Le chaman, après avoir calmé la douleur d’Anhelli, laissa les pêcheurs et s’avança dans le désert.

Et la lune était encore haute quand ils entrèrent dans la cabane d’un vieillard qui salua le chaman comme un vieil ami : c’était un des confédérés de Bar… le dernier de tous.

Sa maison était ombragée par un large pommier et pleine de nids de colombes. Le grillon y murmurait sa chanson. Elle était isolée et tranquille.

Et le vieillard plaça devant ses hôtes une cruche d’étain, du pain et des pommes rouges ; puis il se mit, suivant son habitude, à parler des temps passés et de ceux qui étaient déjà morts.

Il ignorait qu’il y avait en Pologne de nouvelles générations, de nouveaux combattants et de nouveaux martyrs[1], et il ne voulait rien en savoir ; car il était un homme du passé.

Et il n’y avait en lui aucun souvenir, si ce n’est celui des choses qui lui étaient arrivées dans sa jeunesse ; mais il ne savait rien de la veille, et il ne pensait pas au lendemain.

Et il gagnait sa vie en récoltant ces vers que l’on appelle czerw[2], et avec le produit de cette récolte, il payait la redevance du tsar ; or, c’était précisément le jour de la perception.

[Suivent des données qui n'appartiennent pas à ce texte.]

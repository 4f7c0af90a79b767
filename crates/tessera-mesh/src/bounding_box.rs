//! Axis-aligned bounding boxes around terrain sectors.

use glam::DVec3;
use tessera_geo::{Angle, Ellipsoid, Sector};

/// Samples per side used to bound a sector.
const SECTOR_SAMPLES: usize = 5;

#[derive(Debug, Clone, Copy, PartialEq)]
pub struct BoundingBox {
    min: DVec3,
    max: DVec3,
}

impl BoundingBox {
    #[must_use]
    pub fn new(min: DVec3, max: DVec3) -> Self {
        Self {
            min: min.min(max),
            max: min.max(max),
        }
    }

    /// Smallest box containing every point. `None` for an empty iterator.
    pub fn from_points<I: IntoIterator<Item = DVec3>>(points: I) -> Option<Self> {
        let mut points = points.into_iter();
        let first = points.next()?;
        let (min, max) = points.fold((first, first), |(min, max), p| (min.min(p), max.max(p)));
        Some(Self { min, max })
    }

    /// Bound the terrain over `sector` lying between two elevations.
    ///
    /// The sector is sampled on a regular grid at both elevations and the
    /// result grown by the ellipsoid's bulge between neighbouring samples.
    #[must_use]
    pub fn for_sector(
        ellipsoid: &Ellipsoid,
        sector: &Sector,
        min_elevation: f64,
        max_elevation: f64,
    ) -> Self {
        let steps = (SECTOR_SAMPLES - 1) as f64;
        let mut points = Vec::with_capacity(SECTOR_SAMPLES * SECTOR_SAMPLES * 2);
        for j in 0..SECTOR_SAMPLES {
            let lat = sector.min_latitude() + sector.delta_lat() * (j as f64 / steps);
            for i in 0..SECTOR_SAMPLES {
                let lon = sector.min_longitude() + sector.delta_lon() * (i as f64 / steps);
                points.push(ellipsoid.geodetic_to_cartesian(lat, lon, min_elevation));
                points.push(ellipsoid.geodetic_to_cartesian(lat, lon, max_elevation));
            }
        }

        let step = Angle::from_degrees(
            sector.delta_lat().degrees().max(sector.delta_lon().degrees()) / steps,
        );
        let outer_radius = ellipsoid.equatorial_radius() + max_elevation.max(0.0);
        let bulge = outer_radius * (1.0 - (step / 2.0).cos());

        let bounds = Self::from_points(points).unwrap_or(Self::new(DVec3::ZERO, DVec3::ZERO));
        bounds.expanded(bulge)
    }

    #[must_use]
    pub fn min(&self) -> DVec3 {
        self.min
    }

    #[must_use]
    pub fn max(&self) -> DVec3 {
        self.max
    }

    #[must_use]
    pub fn center(&self) -> DVec3 {
        (self.min + self.max) * 0.5
    }

    /// Half-size along each axis.
    #[must_use]
    pub fn extents(&self) -> DVec3 {
        (self.max - self.min) * 0.5
    }

    /// Radius of the enclosing sphere around the center.
    #[must_use]
    pub fn radius(&self) -> f64 {
        self.extents().length()
    }

    #[must_use]
    pub fn expanded(&self, margin: f64) -> Self {
        Self::new(self.min - DVec3::splat(margin), self.max + DVec3::splat(margin))
    }

    #[must_use]
    pub fn contains(&self, point: DVec3) -> bool {
        point.cmpge(self.min).all() && point.cmple(self.max).all()
    }

    /// Distance from `point` to the box, zero inside.
    #[must_use]
    pub fn distance_to(&self, point: DVec3) -> f64 {
        (self.min - point).max(point - self.max).max(DVec3::ZERO).length()
    }
}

En effet, à une heure avancée, l’agent du fisc s’arrêta devant la chaumière, et après avoir bu dans la cruche, il réclama son paiement.

Le vieillard se dépouilla de tout pour arriver à payer le montant de la somme et enrichir cet officier.

Et ayant tout pris, l’homme sortit de la maison en disant :

Tu as un pommier couvert de fruits, il faut que j’en prenne la dîme.

En disant cela, il ordonna à ses satellites de secouer le vieil arbre aux rameaux touffus : le chaman dit à Anhelli :

Va te mettre sous le pommier sans rien dire à ceux qui secouent l’arbre, afin que la puissance de Dieu se manifeste.

Anhelli alla donc se placer sous la grêle de pommes rouges et resta immobile.

Et voilà que le pommier se couvrit d’une grande lumière, et ses fruits se changèrent en étoiles : ils étaient éblouissants et ne tombaient plus.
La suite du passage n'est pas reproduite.